--- DATA FOR THIS TASK ---
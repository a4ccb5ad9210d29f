//! Recursive-descent parser

use crate::ast::{
    BinaryOp, CatchClause, Component, ComponentKind, Constructor, Expr, FunctionDef, Import, Lambda,
    Literal, MatchCase, Member, Param, Pattern, Property, Source, Span, Stmt, TypeName, UnaryOp,
};
use crate::error::{CompileError, Result};
use crate::lexer::Token;
use std::rc::Rc;

#[cfg(test)]
mod tests;

/// Parse tokens into a source file
pub fn parse(_filename: &str, source: &str, tokens: Vec<(Token, Span)>) -> Result<Source> {
    let mut parser = Parser::new(source, tokens);
    parser.parse_source()
}

/// Parse tokens into a single statement
pub fn parse_statement(source: &str, tokens: Vec<(Token, Span)>) -> Result<Stmt> {
    let mut parser = Parser::new(source, tokens);
    let stmt = parser.parse_stmt()?;
    parser.expect_eof()?;
    Ok(stmt)
}

/// A line of REPL input: either declarations or a statement
#[derive(Debug, Clone)]
pub enum ReplInput {
    Source(Source),
    Statement(Stmt),
}

/// Declarations (imports, components, constructors, functions) parse as a
/// source file; anything else parses as one statement.
pub fn parse_repl(source: &str, tokens: Vec<(Token, Span)>) -> Result<ReplInput> {
    let declares = matches!(
        tokens.first(),
        Some((
            Token::Import | Token::Class | Token::Interface | Token::Struct | Token::Ctor | Token::Func,
            _
        ))
    );
    if declares {
        parse("<repl>", source, tokens).map(ReplInput::Source)
    } else {
        parse_statement(source, tokens).map(ReplInput::Statement)
    }
}

struct Parser {
    tokens: Vec<(Token, Span)>,
    pos: usize,
    eof: Span,
}
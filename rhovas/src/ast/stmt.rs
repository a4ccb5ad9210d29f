//! Statement and pattern AST nodes

use super::{Expr, TypeName};
use serde::{Deserialize, Serialize};

/// Statement
#[derive(Debug, Clone, Serialize, Deserialize)]
pub enum Stmt {
    /// `expr;`
    Expression(Expr),

    /// `{ stmts }`
    Block(Vec<Stmt>),

    /// `label: stmt`
    Label { label: String, stmt: Box<Stmt> },

    /// `var|val name [: Type] [= value];`
    Declaration {
        mutable: bool,
        name: String,
        ty: Option<TypeName>,
        value: Option<Expr>,
    },

    /// `receiver = value;` where the receiver must be an access or index expression
    Assignment { receiver: Expr, value: Expr },

    If {
        cond: Expr,
        then_stmt: Box<Stmt>,
        else_stmt: Option<Box<Stmt>>,
    },

    /// `match [(args)] { patterns: stmt ... }`
    Match { args: Vec<Expr>, cases: Vec<MatchCase> },

    For {
        name: String,
        iterable: Expr,
        body: Box<Stmt>,
    },

    While { cond: Expr, body: Box<Stmt> },

    Try {
        body: Box<Stmt>,
        catches: Vec<CatchClause>,
        finally: Option<Box<Stmt>>,
    },

    Break(Option<String>),
    Continue(Option<String>),
    Throw(Expr),
    Return(Option<Expr>),

    Assert(Expr),
    Require(Expr),
    Ensure(Expr),
}

/// One `patterns: stmt` arm of a match; the arm is taken if any pattern matches
#[derive(Debug, Clone, Serialize, Deserialize)]
pub struct MatchCase {
    pub patterns: Vec<Pattern>,
    pub body: Stmt,
}

/// `catch (name: Type) body`
#[derive(Debug, Clone, Serialize, Deserialize)]
pub struct CatchClause {
    pub name: String,
    pub ty: TypeName,
    pub body: Stmt,
}

/// Structural pattern
#[derive(Debug, Clone, Serialize, Deserialize)]
pub enum Pattern {
    /// Matches when the subject is `==` to the value
    Expression(Expr),
    /// Always matches; `None` is the `_` wildcard
    Variable(Option<String>),
    /// `[p1, p2, rest..]`
    List {
        elements: Vec<Pattern>,
        rest: Option<String>,
    },
    /// `{key: p, key, rest..}`
    Map {
        entries: Vec<(String, Pattern)>,
        rest: Option<String>,
    },
    /// `else [pattern]`
    Else(Option<Box<Pattern>>),
}
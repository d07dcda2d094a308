//! Cross-interpreter shared-memory data plane: byte locks, struct views,
//! reference-counted shared buffers, a readiness selector, pipes, a
//! lockable slot board, and cross-interpreter locks.
//!
//! This crate knows nothing about what an "interpreter" is — that concept,
//! and the worker/queue machinery built on top of these primitives, lives
//! in the `subinterp` crate. Everything here is just memory, atomics, and
//! file descriptors.
#![forbid(unsafe_op_in_unsafe_fn)]

pub mod board;
pub mod byte_lock;
pub mod error;
pub mod lock;
pub mod pipe;
pub mod selector;
pub mod shared_buffer;
pub mod struct_view;

pub use board::{LockableBoard, LockableBoardHandle, SlotState};
pub use byte_lock::{LockGuard, LockTimeout, ScopedLock};
pub use error::{CoreError, CoreResult};
pub use lock::{IntRLock, IntRLockGuard, Lock, PlainLockGuard, RLock, RLockGuard};
pub use pipe::{DuplexPipe, DuplexPipeHandle, SimplexPipe, SimplexPipeHandle};
pub use selector::{Interest, ReadyEvent, Selector};
pub use shared_buffer::{BufferState, DataState, SharedBuffer, SharedBufferHandle};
---
BRIEF.
What's needed is a word-for-word restatement of all the entries.

RESPONSE TO THIS EXERCISE.
repository a4ccb5ad9210d29f
//! Recursive-descent parser

use crate::ast::{
    BinaryOp, CatchClause, Component, ComponentKind, Constructor, Expr, FunctionDef, Import, Lambda,
    Literal, MatchCase, Member, Param, Pattern, Property, Source, Span, Stmt, TypeName, UnaryOp,
};
use crate::error::{CompileError, Result};
use crate::lexer::Token;
use std::rc::Rc;

#[cfg(test)]
mod tests;

/// Parse tokens into a source file
pub fn parse(_filename: &str, source: &str, tokens: Vec<(Token, Span)>) -> Result<Source> {
    let mut parser = Parser::new(source, tokens);
    parser.parse_source()
}

/// Parse tokens into a single statement
pub fn parse_statement(source: &str, tokens: Vec<(Token, Span)>) -> Result<Stmt> {
    let mut parser = Parser::new(source, tokens);
    let stmt = parser.parse_stmt()?;
    parser.expect_eof()?;
    Ok(stmt)
}

/// A line of REPL input: either declarations or a statement
#[derive(Debug, Clone)]
pub enum ReplInput {
    Source(Source),
    Statement(Stmt),
}

/// Declarations (imports, components, constructors, functions) parse as a
/// source file; anything else parses as one statement.
pub fn parse_repl(source: &str, tokens: Vec<(Token, Span)>) -> Result<ReplInput> {
    let declares = matches!(
        tokens.first(),
        Some((
            Token::Import | Token::Class | Token::Interface | Token::Struct | Token::Ctor | Token::Func,
            _
        ))
    );
    if declares {
        parse("<repl>", source, tokens).map(ReplInput::Source)
    } else {
        parse_statement(source, tokens).map(ReplInput::Statement)
    }
}

struct Parser {
    tokens: Vec<(Token, Span)>,
    pos: usize,
    eof: Span,
}
filename rhovas/src/ast/stmt.rs
repository a4ccb5ad9210d29f
//! Statement and pattern AST nodes

use super::{Expr, TypeName};
use serde::{Deserialize, Serialize};

/// Statement
#[derive(Debug, Clone, Serialize, Deserialize)]
pub enum Stmt {
    /// `expr;`
    Expression(Expr),

    /// `{ stmts }`
    Block(Vec<Stmt>),

    /// `label: stmt`
    Label { label: String, stmt: Box<Stmt> },

    /// `var|val name [: Type] [= value];`
    Declaration {
        mutable: bool,
        name: String,
        ty: Option<TypeName>,
        value: Option<Expr>,
    },

    /// `receiver = value;` where the receiver must be an access or index expression
    Assignment { receiver: Expr, value: Expr },

    If {
        cond: Expr,
        then_stmt: Box<Stmt>,
        else_stmt: Option<Box<Stmt>>,
    },

    /// `match [(args)] { patterns: stmt ... }`
    Match { args: Vec<Expr>, cases: Vec<MatchCase> },

    For {
        name: String,
        iterable: Expr,
        body: Box<Stmt>,
    },

    While { cond: Expr, body: Box<Stmt> },

    Try {
        body: Box<Stmt>,
        catches: Vec<CatchClause>,
        finally: Option<Box<Stmt>>,
    },

    Break(Option<String>),
    Continue(Option<String>),
    Throw(Expr),
    Return(Option<Expr>),

    Assert(Expr),
    Require(Expr),
    Ensure(Expr),
}

/// One `patterns: stmt` arm of a match; the arm is taken if any pattern matches
#[derive(Debug, Clone, Serialize, Deserialize)]
pub struct MatchCase {
    pub patterns: Vec<Pattern>,
    pub body: Stmt,
}

/// `catch (name: Type) body`
#[derive(Debug, Clone, Serialize, Deserialize)]
pub struct CatchClause {
    pub name: String,
    pub ty: TypeName,
    pub body: Stmt,
}

/// Structural pattern
#[derive(Debug, Clone, Serialize, Deserialize)]
pub enum Pattern {
    /// Matches when the subject is `==` to the value
    Expression(Expr),
    /// Always matches; `None` is the `_` wildcard
    Variable(Option<String>),
    /// `[p1, p2, rest..]`
    List {
        elements: Vec<Pattern>,
        rest: Option<String>,
    },
    /// `{key: p, key, rest..}`
    Map {
        entries: Vec<(String, Pattern)>,
        rest: Option<String>,
    },
    /// `else [pattern]`
    Else(Option<Box<Pattern>>),
}
repository d07dcda2d094a308
//! Cross-interpreter shared-memory data plane: byte locks, struct views,
//! reference-counted shared buffers, a readiness selector, pipes, a
//! lockable slot board, and cross-interpreter locks.
//!
//! This crate knows nothing about what an "interpreter" is — that concept,
//! and the worker/queue machinery built on top of these primitives, lives
//! in the `subinterp` crate. Everything here is just memory, atomics, and
//! file descriptors.
#![forbid(unsafe_op_in_unsafe_fn)]

pub mod board;
pub mod byte_lock;
pub mod error;
pub mod lock;
pub mod pipe;
pub mod selector;
pub mod shared_buffer;
pub mod struct_view;

pub use board::{LockableBoard, LockableBoardHandle, SlotState};
pub use byte_lock::{LockGuard, LockTimeout, ScopedLock};
pub use error::{CoreError, CoreResult};
pub use lock::{IntRLock, IntRLockGuard, Lock, PlainLockGuard, RLock, RLockGuard};
pub use pipe::{DuplexPipe, DuplexPipeHandle, SimplexPipe, SimplexPipeHandle};
pub use selector::{Interest, ReadyEvent, Selector};
pub use shared_buffer::{BufferState, DataState, SharedBuffer, SharedBufferHandle};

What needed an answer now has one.